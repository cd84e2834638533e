//! Integration tests for the merged document format

use std::fs;

use chrono::{DateTime, Duration, Utc};
use chrono_tz::Tz;
use serde_json::{json, Value};
use tempfile::TempDir;
use tour_builder::assembler::build_path;
use tour_builder::{
    merge, Coordinate, ImageKind, MatchMethod, MatchedWaypoint, MergedDocument, PartitionKey,
    Path, Properties, TourError,
};

fn at(text: &str) -> DateTime<Utc> {
    DateTime::parse_from_rfc3339(text).unwrap().with_timezone(&Utc)
}

fn sample_path() -> Path {
    let t0 = at("2022-05-01T08:00:00Z");
    build_path(
        PartitionKey("2022-05-01".to_string()),
        Some("Centro".to_string()),
        vec!["centro.gpx".to_string()],
        vec![
            Coordinate::new(19.4326, -99.1332).with_elevation(2240.0),
            Coordinate::new(19.4340, -99.1332).with_elevation(2241.0),
            Coordinate::new(19.4360, -99.1330).with_elevation(2242.5),
        ],
        vec![t0, t0 + Duration::seconds(90), t0 + Duration::seconds(300)],
        Tz::America__Mexico_City,
    )
}

fn temporal_waypoint() -> MatchedWaypoint {
    MatchedWaypoint {
        source_id: "IMG_0002.jpg".to_string(),
        kind: ImageKind::Flat,
        coordinate: Coordinate::new(19.4340, -99.1332),
        timestamp: Some(at("2022-05-01T08:01:00Z")),
        path_key: PartitionKey("2022-05-01".to_string()),
        path_position_index: 1,
        fractional_location: None,
        method: MatchMethod::Temporal,
        distance_to_path_km: None,
        properties: Properties::new(),
    }
}

fn spatial_waypoint() -> MatchedWaypoint {
    MatchedWaypoint {
        source_id: "PANO_0001.jpg".to_string(),
        kind: ImageKind::Panoramic,
        coordinate: Coordinate::new(19.4359, -99.1331),
        timestamp: None,
        path_key: PartitionKey("2022-05-01".to_string()),
        path_position_index: 2,
        fractional_location: Some(0.98),
        method: MatchMethod::Spatial,
        distance_to_path_km: Some(0.014),
        properties: Properties::new(),
    }
}

#[test]
fn test_document_is_geojson() {
    let doc = merge(vec![sample_path()], vec![spatial_waypoint(), temporal_waypoint()]);
    let json: Value = serde_json::from_str(&doc.to_json_string().unwrap()).unwrap();

    assert_eq!(json["type"], "FeatureCollection");
    let features = json["features"].as_array().unwrap();
    assert_eq!(features.len(), 3);

    let line = &features[0];
    assert_eq!(line["type"], "Feature");
    assert_eq!(line["geometry"]["type"], "LineString");
    // Positions are [lon, lat, ele]
    assert_eq!(line["geometry"]["coordinates"][0][0], -99.1332);
    assert_eq!(line["geometry"]["coordinates"][0][1], 19.4326);
    assert_eq!(line["geometry"]["coordinates"][0][2], 2240.0);
    assert_eq!(line["properties"]["key"], "2022-05-01");
    assert_eq!(line["properties"]["timezone"], "America/Mexico_City");
    assert_eq!(line["properties"]["durationSeconds"], 300.0);
    assert_eq!(line["properties"]["elapsedSeconds"][1], 90.0);
    assert_eq!(line["properties"]["timestamps"][0], "2022-05-01T08:00:00Z");

    let pano = &features[1];
    assert_eq!(pano["geometry"]["type"], "Point");
    assert_eq!(pano["properties"]["kind"], "panoramic");
    assert_eq!(pano["properties"]["matchMethod"], "spatial");
    assert_eq!(pano["properties"]["pathPositionIndex"], 2);
    assert!(pano["properties"].get("timestamp").is_none());

    let flat = &features[2];
    assert_eq!(flat["properties"]["matchMethod"], "temporal");
    assert!(flat["properties"].get("fractionalLocation").is_none());
    assert!(flat["properties"].get("distanceToPathKm").is_none());
}

#[test]
fn test_document_round_trip_preserves_order() {
    let doc = merge(vec![sample_path()], vec![temporal_waypoint(), spatial_waypoint()]);
    let parsed = MergedDocument::from_json_str(&doc.to_json_string_pretty().unwrap()).unwrap();

    assert_eq!(parsed.paths[0].key, doc.paths[0].key);
    assert_eq!(parsed.paths[0].timezone, Tz::America__Mexico_City);
    assert_eq!(parsed.paths[0].timestamps, doc.paths[0].timestamps);
    let ids: Vec<&str> = parsed.waypoints.iter().map(|w| w.source_id.as_str()).collect();
    assert_eq!(ids, vec!["IMG_0002.jpg", "PANO_0001.jpg"]);
}

#[test]
fn test_source_properties_survive_round_trip() {
    let mut path = sample_path();
    path.properties.insert("videoId".to_string(), json!("abc"));
    // Computed keys are not overwritten by source properties
    path.properties.insert("key".to_string(), json!("from-source"));
    let mut photo = spatial_waypoint();
    photo.properties.insert("iconSize".to_string(), json!([400, 300]));

    let doc = merge(vec![path], vec![photo]);
    let text = doc.to_json_string().unwrap();
    let json: Value = serde_json::from_str(&text).unwrap();
    assert_eq!(json["features"][0]["properties"]["videoId"], "abc");
    assert_eq!(json["features"][0]["properties"]["key"], "2022-05-01");
    assert_eq!(json["features"][1]["properties"]["iconSize"], json!([400, 300]));

    let parsed = MergedDocument::from_json_str(&text).unwrap();
    assert_eq!(parsed.paths[0].properties["videoId"], "abc");
    assert!(!parsed.paths[0].properties.contains_key("key"));
    assert_eq!(parsed.waypoints[0].properties["iconSize"], json!([400, 300]));
}

#[test]
fn test_rejects_mismatched_arrays() {
    let json = r#"{"type":"FeatureCollection","features":[
        {"type":"Feature","geometry":{"type":"LineString","coordinates":[[0.0,0.0],[0.0,0.01]]},
         "properties":{"key":"2022-05-01","timestamps":["2022-05-01T08:00:00Z"],
                       "durationSeconds":0.0,"distanceKm":1.1,"elapsedSeconds":[0.0],
                       "timezone":"UTC"}}]}"#;

    let err = MergedDocument::from_json_str(json).unwrap_err();
    assert!(err.to_string().contains("2022-05-01"));
}

#[test]
fn test_write_replaces_existing_file() {
    let dir = TempDir::new().unwrap();
    let dest = dir.path().join("tour.geojson");
    fs::write(&dest, "stale").unwrap();

    let doc = merge(vec![sample_path()], vec![temporal_waypoint()]);
    doc.write_to(&dest).unwrap();

    let loaded = MergedDocument::read_from(&dest).unwrap();
    assert_eq!(loaded.waypoints.len(), 1);

    // No temporary file is left next to the output
    let names: Vec<String> = fs::read_dir(dir.path())
        .unwrap()
        .map(|e| e.unwrap().file_name().to_string_lossy().into_owned())
        .collect();
    assert_eq!(names, vec!["tour.geojson"]);
}

#[test]
fn test_read_missing_document() {
    let dir = TempDir::new().unwrap();
    assert!(matches!(
        MergedDocument::read_from(&dir.path().join("absent.geojson")),
        Err(TourError::MissingInputFile { .. })
    ));
}

#[test]
fn test_playback_queries() {
    let doc = merge(
        vec![sample_path()],
        vec![
            temporal_waypoint(),
            spatial_waypoint(),
            MatchedWaypoint {
                source_id: "IMG_0003.jpg".to_string(),
                ..temporal_waypoint()
            },
        ],
    );

    let stops = doc.waypoints_for_path("2022-05-01");
    assert_eq!(stops.len(), 2);
    // Later waypoint on the same vertex wins
    assert_eq!(stops[&1].source_id, "IMG_0003.jpg");
    assert!(doc.waypoints_for_path("2022-05-02").is_empty());

    let path = doc.path("2022-05-01").unwrap();
    assert_eq!(path.elapsed_phases(), vec![0.0, 0.3, 1.0]);
    assert_eq!(path.vertex_index_at_elapsed(60.0), Some(1));

    let summary = doc.summary();
    assert_eq!(summary.waypoint_count, 3);
    assert_eq!(summary.total_duration_seconds, 300.0);
    let bounds = summary.bounds.unwrap();
    assert_eq!(bounds.min_lat, 19.4326);
    assert_eq!(bounds.max_lat, 19.4360);
}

▶ **Task requirements**: Output, from the data above, the lines from the line with "assert_eq!(parsed.paths[0].timestamps, doc.paths[0].timestamps);" to the line with "by source properties" exactly as they stand, both ends included and nothing else.

▶ **Written answer**:
    assert_eq!(parsed.paths[0].timestamps, doc.paths[0].timestamps);
    let ids: Vec<&str> = parsed.waypoints.iter().map(|w| w.source_id.as_str()).collect();
    assert_eq!(ids, vec!["IMG_0002.jpg", "PANO_0001.jpg"]);
}

#[test]
fn test_source_properties_survive_round_trip() {
    let mut path = sample_path();
    path.properties.insert("videoId".to_string(), json!("abc"));
    // Computed keys are not overwritten by source properties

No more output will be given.